Pada ketentuan Pasal 32A UU PPh yang belum direvisi melalui UU HPP, pemerintah hanya memiliki kewenangan untuk melakukan perjanjian dengan negara lain dalam rangka penghindaran pajak berganda atau pencegahan pengelakan pajak.

Namun kini, pemerintah dapat melaksanakan perjanjian bilateral dan multilateral untuk penghindaran pajak berganda dan pencegahan pengelakan pajak, pencegahan penggerusan basis pemajakan dan penggeseran laba, pertukaran informasi perpajakan, bantuan penagihan pajak, dan kerja sama lainnya.

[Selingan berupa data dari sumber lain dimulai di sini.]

//! Mode-tagged byte container.
//!
//! A container is opened either for writing (a strategy serialises a value
//! into it) or for reading (a codec inspects persisted bytes). Using it
//! against its mode is an error rather than a silent no-op.

use std::fmt;

use crate::error::{CodecError, CodecResult};

/// Direction a [`ByteContainer`] was opened in.
#[derive(Clone, Copy, Debug, PartialEq, Eq, Hash)]
pub enum ContainerMode {
    ReadOnly,
    WriteOnly,
}

impl fmt::Display for ContainerMode {
    fn fmt(&self, f: &mut fmt::Formatter<'_>) -> fmt::Result {
        match self {
            Self::ReadOnly => write!(f, "read-only"),
            Self::WriteOnly => write!(f, "write-only"),
        }
    }
}

/// Byte buffer that is either write-only or read-only.
#[derive(Clone, PartialEq, Eq)]
pub struct ByteContainer {
    mode: ContainerMode,
    data: Vec<u8>,
}

impl ByteContainer {
    /// An empty write-only container.
    pub fn writer() -> Self {
        Self {
            mode: ContainerMode::WriteOnly,
            data: Vec::new(),
        }
    }

    /// A read-only container over existing bytes.
    pub fn reader(data: impl Into<Vec<u8>>) -> Self {
        Self {
            mode: ContainerMode::ReadOnly,
            data: data.into(),
        }
    }

    pub fn mode(&self) -> ContainerMode {
        self.mode
    }

    /// Number of bytes held, regardless of mode.
    pub fn len(&self) -> usize {
        self.data.len()
    }

    pub fn is_empty(&self) -> bool {
        self.data.is_empty()
    }

    /// Append bytes. Fails on a read-only container.
    pub fn write(&mut self, bytes: &[u8]) -> CodecResult<()> {
        self.require(ContainerMode::WriteOnly, "write to")?;
        self.data.extend_from_slice(bytes);
        Ok(())
    }

    /// Append UTF-8 text. Fails on a read-only container.
    pub fn write_str(&mut self, text: &str) -> CodecResult<()> {
        self.write(text.as_bytes())
    }

    /// Borrow the bytes. Fails on a write-only container.
    pub fn bytes(&self) -> CodecResult<&[u8]> {
        self.require(ContainerMode::ReadOnly, "read from")?;
        Ok(&self.data)
    }

    /// Borrow the bytes as UTF-8 text. Fails on a write-only container or
    /// on invalid UTF-8.
    pub fn text(&self) -> CodecResult<&str> {
        std::str::from_utf8(self.bytes()?)
            .map_err(|e| CodecError::Serialization(format!("content is not valid UTF-8: {e}")))
    }

    /// Hand a finished write-only container over for reading.
    pub fn seal(self) -> Self {
        Self {
            mode: ContainerMode::ReadOnly,
            data: self.data,
        }
    }

    /// Take the raw bytes, e.g. to hand them to a baseline store.
    pub fn into_bytes(self) -> Vec<u8> {
        self.data
    }

    fn require(&self, mode: ContainerMode, operation: &'static str) -> CodecResult<()> {
        if self.mode == mode {
            Ok(())
        } else {
            Err(CodecError::ModeViolation {
                mode: self.mode,
                operation,
            })
        }
    }
}

impl fmt::Debug for ByteContainer {
    fn fmt(&self, f: &mut fmt::Formatter<'_>) -> fmt::Result {
        f.debug_struct("ByteContainer")
            .field("mode", &self.mode)
            .field("len", &self.data.len())
            .finish()
    }
}

#[cfg(test)]
mod tests {
    use super::*;

    #[test]
    fn writer_accepts_writes_and_rejects_reads() {
        let mut c = ByteContainer::writer();
        c.write(b"abc").unwrap();
        c.write_str("def").unwrap();
        assert_eq!(c.len(), 6);

        let err = c.bytes().unwrap_err();
        assert!(matches!(
            err,
            CodecError::ModeViolation {
                mode: ContainerMode::WriteOnly,
                ..
            }
        ));
        assert!(err.to_string().contains("operation not allowed"));
    }

    #[test]
    fn reader_accepts_reads_and_rejects_writes() {
        let mut c = ByteContainer::reader(b"hello".to_vec());
        assert_eq!(c.bytes().unwrap(), b"hello");
        assert_eq!(c.text().unwrap(), "hello");

        let err = c.write(b"!").unwrap_err();
        assert!(matches!(
            err,
            CodecError::ModeViolation {
                mode: ContainerMode::ReadOnly,
                ..
            }
        ));
        // The rejected write left the content untouched.
        assert_eq!(c.bytes().unwrap(), b"hello");
    }

    #[test]
    fn seal_turns_writer_into_reader() {
        let mut c = ByteContainer::writer();
        c.write_str("payload").unwrap();
        let sealed = c.seal();
        assert_eq!(sealed.mode(), ContainerMode::ReadOnly);
        assert_eq!(sealed.text().unwrap(), "payload");
    }

    #[test]
    fn invalid_utf8_is_a_serialization_error() {
        let c = ByteContainer::reader(vec![0xff, 0xfe]);
        assert!(matches!(c.text(), Err(CodecError::Serialization(_))));
    }

    #[test]
    fn into_bytes_ignores_mode() {
        let mut c = ByteContainer::writer();
        c.write(&[1, 2, 3]).unwrap();
        assert_eq!(c.into_bytes(), vec![1, 2, 3]);
    }
}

Pajak berganda adalah pengenaan pajak yang dilakukan 2 atau lebih negara atas penghasilan yang sama. Sementara itu, pengelakan pajak adalah upaya ilegal oleh wajib pajak untuk tidak membayar atau mengurangi pajak terutang pada suatu yurisdiksi.

Selanjutnya, yang dimaksud dengan penggerusan basis pemajakan dan penggeseran laba adalah strategi perencanaan pajak yang bertujuan memanfaatkan interaksi ketentuan pajak antaryurisdiksi untuk mengurangi pajak yang terutang.

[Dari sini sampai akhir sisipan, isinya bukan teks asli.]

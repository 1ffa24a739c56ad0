use std::collections::VecDeque;
use std::sync::{Arc, Mutex};

use tokio::sync::oneshot;
use tracing::{debug, warn};

use crate::cancel::CancellationToken;
use crate::error::{SyncError, SyncResult};

struct Waiter {
    id: u64,
    grant: oneshot::Sender<()>,
}

#[derive(Default)]
struct State {
    locked: bool,
    closed: bool,
    waiters: VecDeque<Waiter>,
    next_waiter: u64,
}

impl State {
    /// Pass the lock to the oldest live waiter, or unlock.
    fn hand_off(&mut self) {
        while let Some(waiter) = self.waiters.pop_front() {
            if waiter.grant.send(()).is_ok() {
                debug!(waiter = waiter.id, "lock handed off");
                return;
            }
        }
        self.locked = false;
    }
}

/// A suspendable mutual-exclusion lock with strict FIFO fairness.
///
/// The mutex guards no data of its own; it serializes access to something
/// held elsewhere. Waiting suspends the task, never the thread.
///
/// A wait ends in one of three ways: the lock is granted, the wait is
/// cancelled (token fired or future dropped), or the mutex is closed. A
/// cancelled waiter is removed from the queue and never receives the lock.
pub struct AsyncMutex {
    state: Mutex<State>,
}

impl AsyncMutex {
    pub fn new() -> Self {
        Self {
            state: Mutex::new(State::default()),
        }
    }

    /// Wait until this caller is the sole holder.
    pub async fn lock(&self) -> SyncResult<AsyncMutexGuard<'_>> {
        self.acquire().await?;
        Ok(AsyncMutexGuard { mutex: self })
    }

    /// [`lock`](Self::lock), giving up with [`SyncError::Cancelled`] once
    /// `token` fires.
    pub async fn lock_with(&self, token: &CancellationToken) -> SyncResult<AsyncMutexGuard<'_>> {
        self.acquire_with(token).await?;
        Ok(AsyncMutexGuard { mutex: self })
    }

    /// Lock through an `Arc`, producing a guard that owns its mutex.
    pub async fn lock_owned(self: Arc<Self>) -> SyncResult<OwnedAsyncMutexGuard> {
        self.acquire().await?;
        Ok(OwnedAsyncMutexGuard { mutex: self })
    }

    /// Cancellable [`lock_owned`](Self::lock_owned).
    pub async fn lock_owned_with(
        self: Arc<Self>,
        token: &CancellationToken,
    ) -> SyncResult<OwnedAsyncMutexGuard> {
        self.acquire_with(token).await?;
        Ok(OwnedAsyncMutexGuard { mutex: self })
    }

    /// Take the lock only if it is free and nobody is queued.
    pub fn try_lock(&self) -> Option<AsyncMutexGuard<'_>> {
        let mut state = self.state.lock().expect("mutex state poisoned");
        if state.closed || state.locked {
            return None;
        }
        state.locked = true;
        Some(AsyncMutexGuard { mutex: self })
    }

    /// Release a guard explicitly. Equivalent to dropping it.
    pub fn unlock(guard: AsyncMutexGuard<'_>) {
        drop(guard);
    }

    /// Close the mutex: every queued waiter resumes with
    /// [`SyncError::Closed`] and later `lock` calls fail the same way.
    ///
    /// The current holder, if any, keeps the lock until it releases.
    pub fn close(&self) {
        let mut state = self.state.lock().expect("mutex state poisoned");
        state.closed = true;
        let abandoned = state.waiters.len();
        // Dropping the senders wakes each receiver with an error.
        state.waiters.clear();
        if abandoned > 0 {
            warn!(waiters = abandoned, "mutex closed with queued waiters");
        }
    }

    pub fn is_locked(&self) -> bool {
        self.state.lock().expect("mutex state poisoned").locked
    }

    pub fn is_closed(&self) -> bool {
        self.state.lock().expect("mutex state poisoned").closed
    }

    /// Number of callers currently queued.
    pub fn waiter_count(&self) -> usize {
        self.state.lock().expect("mutex state poisoned").waiters.len()
    }

    async fn acquire(&self) -> SyncResult<()> {
        let (id, grant) = {
            let mut state = self.state.lock().expect("mutex state poisoned");
            if state.closed {
                return Err(SyncError::Closed);
            }
            if !state.locked {
                state.locked = true;
                return Ok(());
            }
            let (tx, rx) = oneshot::channel();
            let id = state.next_waiter;
            state.next_waiter += 1;
            state.waiters.push_back(Waiter { id, grant: tx });
            (id, rx)
        };

        let mut pending = PendingWait {
            mutex: self,
            id,
            grant,
            finished: false,
        };
        let granted = (&mut pending.grant).await;
        pending.finished = true;
        granted.map_err(|_| SyncError::Closed)
    }

    async fn acquire_with(&self, token: &CancellationToken) -> SyncResult<()> {
        if token.is_cancelled() {
            return Err(SyncError::Cancelled);
        }
        tokio::select! {
            biased;
            _ = token.cancelled() => Err(SyncError::Cancelled),
            granted = self.acquire() => granted,
        }
    }

    fn release(&self) {
        self.state.lock().expect("mutex state poisoned").hand_off();
    }
}

impl Default for AsyncMutex {
    fn default() -> Self {
        Self::new()
    }
}

impl std::fmt::Debug for AsyncMutex {
    fn fmt(&self, f: &mut std::fmt::Formatter<'_>) -> std::fmt::Result {
        let state = self.state.lock().expect("mutex state poisoned");
        f.debug_struct("AsyncMutex")
            .field("locked", &state.locked)
            .field("closed", &state.closed)
            .field("waiters", &state.waiters.len())
            .finish()
    }
}

/// Cleans up a queued wait whose future is dropped before completing.
struct PendingWait<'a> {
    mutex: &'a AsyncMutex,
    id: u64,
    grant: oneshot::Receiver<()>,
    finished: bool,
}

impl Drop for PendingWait<'_> {
    fn drop(&mut self) {
        if self.finished {
            return;
        }
        let mut state = self.mutex.state.lock().expect("mutex state poisoned");
        if let Some(pos) = state.waiters.iter().position(|w| w.id == self.id) {
            state.waiters.remove(pos);
            debug!(waiter = self.id, "waiter cancelled");
        } else if self.grant.try_recv().is_ok() {
            // Granted between the last poll and the drop: pass it on.
            debug!(waiter = self.id, "waiter cancelled after grant");
            state.hand_off();
        }
    }
}

/// Holds an [`AsyncMutex`] until dropped.
#[must_use = "the lock is released as soon as the guard is dropped"]
pub struct AsyncMutexGuard<'a> {
    mutex: &'a AsyncMutex,
}

impl Drop for AsyncMutexGuard<'_> {
    fn drop(&mut self) {
        self.mutex.release();
    }
}

impl std::fmt::Debug for AsyncMutexGuard<'_> {
    fn fmt(&self, f: &mut std::fmt::Formatter<'_>) -> std::fmt::Result {
        f.debug_struct("AsyncMutexGuard").finish_non_exhaustive()
    }
}

/// Holds an `Arc<AsyncMutex>` until dropped.
#[must_use = "the lock is released as soon as the guard is dropped"]
pub struct OwnedAsyncMutexGuard {
    mutex: Arc<AsyncMutex>,
}

impl OwnedAsyncMutexGuard {
    pub fn mutex(&self) -> &Arc<AsyncMutex> {
        &self.mutex
    }
}

impl Drop for OwnedAsyncMutexGuard {
    fn drop(&mut self) {
        self.mutex.release();
    }
}

impl std::fmt::Debug for OwnedAsyncMutexGuard {
    fn fmt(&self, f: &mut std::fmt::Formatter<'_>) -> std::fmt::Result {
        f.debug_struct("OwnedAsyncMutexGuard").finish_non_exhaustive()
    }
}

Pertukaran informasi perpajakan dijelaskan sebagai pertukaran informasi yang berkaitan dengan perpajakan antarnegara sebagai perlaksanaan perjanjian internasional.

Terakhir, bantuan penagihan pajak pada penjelasan Pasal 32A dijelaskan sebagai fasilitas bantuan penagihan pada perjanjian yang dapat dimanfaatkan oleh Indonesia dan negara mitra secara resiprokal untuk melakukan penagihan atas utang pajak. (rig)

Cek berita dan artikel yang lain di Google News.
Bagikan:
user-comment-photo-profile
Belum ada komentar.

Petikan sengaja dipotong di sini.